- [Instructions for the task] Please reproduce the data below exactly, from the first line through the line containing "use std::str::FromStr;", and leave every later line out.

.....

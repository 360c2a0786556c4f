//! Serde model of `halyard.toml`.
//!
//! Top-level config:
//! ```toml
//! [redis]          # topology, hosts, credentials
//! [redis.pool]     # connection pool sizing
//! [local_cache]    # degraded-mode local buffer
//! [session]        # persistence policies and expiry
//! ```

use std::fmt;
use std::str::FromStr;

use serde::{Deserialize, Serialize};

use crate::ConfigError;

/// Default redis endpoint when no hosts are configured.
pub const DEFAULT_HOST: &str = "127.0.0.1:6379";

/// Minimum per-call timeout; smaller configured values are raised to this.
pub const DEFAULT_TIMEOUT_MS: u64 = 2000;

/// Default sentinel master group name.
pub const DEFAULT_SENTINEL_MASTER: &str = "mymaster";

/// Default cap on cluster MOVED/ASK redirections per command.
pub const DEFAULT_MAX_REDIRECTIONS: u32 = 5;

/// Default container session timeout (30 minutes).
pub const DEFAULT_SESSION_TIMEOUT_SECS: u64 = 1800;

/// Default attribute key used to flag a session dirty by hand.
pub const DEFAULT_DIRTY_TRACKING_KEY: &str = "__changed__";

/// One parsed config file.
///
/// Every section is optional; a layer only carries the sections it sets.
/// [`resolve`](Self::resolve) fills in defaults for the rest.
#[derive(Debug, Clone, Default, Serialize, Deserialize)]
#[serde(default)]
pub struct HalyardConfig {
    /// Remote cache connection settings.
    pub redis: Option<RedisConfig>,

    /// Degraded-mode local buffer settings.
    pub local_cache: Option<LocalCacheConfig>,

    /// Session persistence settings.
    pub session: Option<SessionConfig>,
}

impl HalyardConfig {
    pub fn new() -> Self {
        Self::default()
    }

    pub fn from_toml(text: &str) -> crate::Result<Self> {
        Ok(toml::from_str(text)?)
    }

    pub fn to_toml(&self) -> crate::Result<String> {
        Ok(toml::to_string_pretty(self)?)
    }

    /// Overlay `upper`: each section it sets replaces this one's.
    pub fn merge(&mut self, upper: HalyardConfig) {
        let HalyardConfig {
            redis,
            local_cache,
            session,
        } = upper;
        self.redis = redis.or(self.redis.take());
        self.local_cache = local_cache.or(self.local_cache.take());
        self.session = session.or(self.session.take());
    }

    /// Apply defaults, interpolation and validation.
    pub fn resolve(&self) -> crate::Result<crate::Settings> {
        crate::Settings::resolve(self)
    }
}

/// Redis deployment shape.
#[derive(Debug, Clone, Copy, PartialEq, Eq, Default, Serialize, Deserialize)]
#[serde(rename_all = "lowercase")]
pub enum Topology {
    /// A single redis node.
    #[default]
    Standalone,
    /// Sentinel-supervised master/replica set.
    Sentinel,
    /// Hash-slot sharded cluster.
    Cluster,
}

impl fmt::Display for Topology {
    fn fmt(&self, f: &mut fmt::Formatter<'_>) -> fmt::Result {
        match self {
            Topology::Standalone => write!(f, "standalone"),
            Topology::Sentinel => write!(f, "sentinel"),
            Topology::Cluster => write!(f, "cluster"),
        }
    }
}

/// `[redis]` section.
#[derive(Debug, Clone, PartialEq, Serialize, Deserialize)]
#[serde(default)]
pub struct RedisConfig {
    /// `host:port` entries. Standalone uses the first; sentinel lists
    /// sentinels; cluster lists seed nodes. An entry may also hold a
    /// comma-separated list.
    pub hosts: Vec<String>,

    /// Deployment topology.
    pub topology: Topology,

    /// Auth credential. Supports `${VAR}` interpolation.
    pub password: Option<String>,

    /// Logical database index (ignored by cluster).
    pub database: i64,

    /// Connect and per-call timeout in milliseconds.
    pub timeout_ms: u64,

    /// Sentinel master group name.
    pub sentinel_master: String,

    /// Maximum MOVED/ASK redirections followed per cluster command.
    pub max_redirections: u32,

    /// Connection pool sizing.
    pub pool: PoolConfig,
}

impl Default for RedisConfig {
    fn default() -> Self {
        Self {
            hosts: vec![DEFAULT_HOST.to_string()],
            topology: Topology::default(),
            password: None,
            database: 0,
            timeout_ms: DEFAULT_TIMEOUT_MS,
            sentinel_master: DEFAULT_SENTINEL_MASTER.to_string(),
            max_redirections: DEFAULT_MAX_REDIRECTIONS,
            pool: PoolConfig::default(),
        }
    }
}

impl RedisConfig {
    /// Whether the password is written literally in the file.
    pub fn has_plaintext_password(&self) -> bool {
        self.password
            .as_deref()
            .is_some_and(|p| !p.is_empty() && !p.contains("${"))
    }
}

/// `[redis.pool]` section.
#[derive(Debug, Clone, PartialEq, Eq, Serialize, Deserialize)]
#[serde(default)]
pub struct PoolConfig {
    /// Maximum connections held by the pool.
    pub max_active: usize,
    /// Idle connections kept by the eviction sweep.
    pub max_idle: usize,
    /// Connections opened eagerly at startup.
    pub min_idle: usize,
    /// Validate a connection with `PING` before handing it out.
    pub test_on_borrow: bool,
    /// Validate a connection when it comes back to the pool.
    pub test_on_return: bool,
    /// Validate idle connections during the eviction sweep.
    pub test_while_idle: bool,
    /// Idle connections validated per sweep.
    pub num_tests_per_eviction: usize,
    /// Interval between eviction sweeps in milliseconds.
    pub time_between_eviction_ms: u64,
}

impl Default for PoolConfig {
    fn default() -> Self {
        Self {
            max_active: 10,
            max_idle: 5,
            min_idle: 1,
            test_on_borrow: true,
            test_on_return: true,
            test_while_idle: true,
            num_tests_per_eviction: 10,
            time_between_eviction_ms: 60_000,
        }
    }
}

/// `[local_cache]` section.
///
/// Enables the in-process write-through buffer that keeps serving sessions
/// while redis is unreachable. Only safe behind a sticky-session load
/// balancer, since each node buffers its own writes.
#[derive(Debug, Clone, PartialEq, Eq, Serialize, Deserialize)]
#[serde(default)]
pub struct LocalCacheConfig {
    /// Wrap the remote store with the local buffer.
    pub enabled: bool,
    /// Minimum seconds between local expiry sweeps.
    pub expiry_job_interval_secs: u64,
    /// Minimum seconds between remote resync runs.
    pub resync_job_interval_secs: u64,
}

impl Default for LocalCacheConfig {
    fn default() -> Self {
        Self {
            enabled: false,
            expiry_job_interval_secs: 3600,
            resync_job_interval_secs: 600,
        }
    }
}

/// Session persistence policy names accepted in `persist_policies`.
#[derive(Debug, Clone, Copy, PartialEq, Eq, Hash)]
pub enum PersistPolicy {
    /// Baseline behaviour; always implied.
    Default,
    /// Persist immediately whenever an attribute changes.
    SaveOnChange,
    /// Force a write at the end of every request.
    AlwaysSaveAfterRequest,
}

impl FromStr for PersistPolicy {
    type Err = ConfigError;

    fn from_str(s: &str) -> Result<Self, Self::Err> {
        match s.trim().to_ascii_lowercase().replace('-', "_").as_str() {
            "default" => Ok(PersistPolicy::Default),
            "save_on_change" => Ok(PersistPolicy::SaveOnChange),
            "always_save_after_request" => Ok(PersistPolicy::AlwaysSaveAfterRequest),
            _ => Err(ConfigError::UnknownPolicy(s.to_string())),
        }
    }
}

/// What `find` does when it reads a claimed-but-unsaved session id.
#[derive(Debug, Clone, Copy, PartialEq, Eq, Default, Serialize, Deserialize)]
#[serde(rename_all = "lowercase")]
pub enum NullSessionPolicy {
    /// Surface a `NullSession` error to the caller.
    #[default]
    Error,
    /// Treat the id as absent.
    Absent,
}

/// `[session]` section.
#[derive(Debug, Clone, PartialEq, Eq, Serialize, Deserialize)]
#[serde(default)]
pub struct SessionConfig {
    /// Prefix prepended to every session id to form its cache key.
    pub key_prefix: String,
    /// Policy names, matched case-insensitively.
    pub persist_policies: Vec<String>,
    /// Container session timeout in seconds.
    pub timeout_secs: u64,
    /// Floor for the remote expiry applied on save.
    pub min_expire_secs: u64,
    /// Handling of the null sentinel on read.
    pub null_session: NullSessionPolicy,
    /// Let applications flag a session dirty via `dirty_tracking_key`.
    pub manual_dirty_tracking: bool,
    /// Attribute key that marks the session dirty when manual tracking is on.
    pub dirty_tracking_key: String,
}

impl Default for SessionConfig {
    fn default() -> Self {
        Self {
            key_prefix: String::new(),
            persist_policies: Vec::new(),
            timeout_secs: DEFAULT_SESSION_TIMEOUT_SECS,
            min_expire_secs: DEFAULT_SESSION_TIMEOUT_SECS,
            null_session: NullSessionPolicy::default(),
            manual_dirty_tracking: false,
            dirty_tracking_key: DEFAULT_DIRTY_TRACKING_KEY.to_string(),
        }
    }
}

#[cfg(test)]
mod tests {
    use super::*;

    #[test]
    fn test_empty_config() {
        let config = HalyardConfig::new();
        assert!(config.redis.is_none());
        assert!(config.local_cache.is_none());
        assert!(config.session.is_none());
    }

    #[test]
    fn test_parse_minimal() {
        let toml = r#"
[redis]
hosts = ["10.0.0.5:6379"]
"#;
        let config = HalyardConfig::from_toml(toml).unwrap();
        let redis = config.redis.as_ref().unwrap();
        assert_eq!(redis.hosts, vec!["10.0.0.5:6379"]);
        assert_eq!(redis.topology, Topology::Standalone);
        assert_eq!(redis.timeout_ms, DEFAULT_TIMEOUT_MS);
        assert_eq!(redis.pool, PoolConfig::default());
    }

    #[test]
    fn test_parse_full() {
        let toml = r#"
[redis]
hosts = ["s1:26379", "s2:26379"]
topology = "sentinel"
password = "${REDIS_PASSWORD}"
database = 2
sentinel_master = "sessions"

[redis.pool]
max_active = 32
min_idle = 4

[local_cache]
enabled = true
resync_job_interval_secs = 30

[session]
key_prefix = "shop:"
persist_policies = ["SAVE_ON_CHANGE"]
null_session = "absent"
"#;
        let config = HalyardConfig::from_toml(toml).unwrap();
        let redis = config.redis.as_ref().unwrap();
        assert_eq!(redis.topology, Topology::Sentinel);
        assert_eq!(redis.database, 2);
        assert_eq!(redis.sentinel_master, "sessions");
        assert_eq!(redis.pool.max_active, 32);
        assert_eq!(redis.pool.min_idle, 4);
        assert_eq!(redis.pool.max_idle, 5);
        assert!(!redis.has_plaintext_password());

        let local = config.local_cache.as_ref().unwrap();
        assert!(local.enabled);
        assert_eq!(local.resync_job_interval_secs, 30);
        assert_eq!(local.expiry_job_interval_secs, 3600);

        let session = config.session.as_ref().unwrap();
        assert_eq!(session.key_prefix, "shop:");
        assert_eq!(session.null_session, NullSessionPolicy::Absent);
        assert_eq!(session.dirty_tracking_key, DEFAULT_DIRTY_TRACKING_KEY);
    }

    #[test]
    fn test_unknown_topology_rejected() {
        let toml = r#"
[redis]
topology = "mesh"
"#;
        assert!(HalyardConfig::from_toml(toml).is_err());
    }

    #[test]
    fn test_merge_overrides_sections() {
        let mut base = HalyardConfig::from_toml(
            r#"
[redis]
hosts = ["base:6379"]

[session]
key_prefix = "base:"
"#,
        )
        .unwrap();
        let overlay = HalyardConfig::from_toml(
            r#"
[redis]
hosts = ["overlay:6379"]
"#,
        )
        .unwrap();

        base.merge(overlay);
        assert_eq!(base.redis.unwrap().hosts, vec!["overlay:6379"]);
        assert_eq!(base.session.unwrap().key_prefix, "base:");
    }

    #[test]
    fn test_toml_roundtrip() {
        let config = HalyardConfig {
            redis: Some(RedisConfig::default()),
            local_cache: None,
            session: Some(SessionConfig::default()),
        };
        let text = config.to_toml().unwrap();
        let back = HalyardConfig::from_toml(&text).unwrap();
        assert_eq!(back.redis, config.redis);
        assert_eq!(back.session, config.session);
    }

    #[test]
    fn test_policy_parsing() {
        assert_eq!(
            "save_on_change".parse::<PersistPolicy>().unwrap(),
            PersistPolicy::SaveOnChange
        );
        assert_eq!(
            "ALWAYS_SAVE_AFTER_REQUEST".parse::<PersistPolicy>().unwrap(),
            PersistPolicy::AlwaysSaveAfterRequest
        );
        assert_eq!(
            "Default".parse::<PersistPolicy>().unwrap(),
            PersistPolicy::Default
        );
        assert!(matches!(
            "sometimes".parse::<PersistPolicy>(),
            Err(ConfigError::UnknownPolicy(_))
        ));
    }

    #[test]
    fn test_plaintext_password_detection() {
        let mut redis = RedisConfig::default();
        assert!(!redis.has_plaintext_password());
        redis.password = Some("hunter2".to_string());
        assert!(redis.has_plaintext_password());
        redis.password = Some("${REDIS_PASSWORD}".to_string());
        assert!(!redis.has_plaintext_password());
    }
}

.....

- [Response to this task]
repository 360c2a0786556c4f
//! Serde model of `halyard.toml`.
//!
//! Top-level config:
//! ```toml
//! [redis]          # topology, hosts, credentials
//! [redis.pool]     # connection pool sizing
//! [local_cache]    # degraded-mode local buffer
//! [session]        # persistence policies and expiry
//! ```

use std::fmt;
use std::str::FromStr;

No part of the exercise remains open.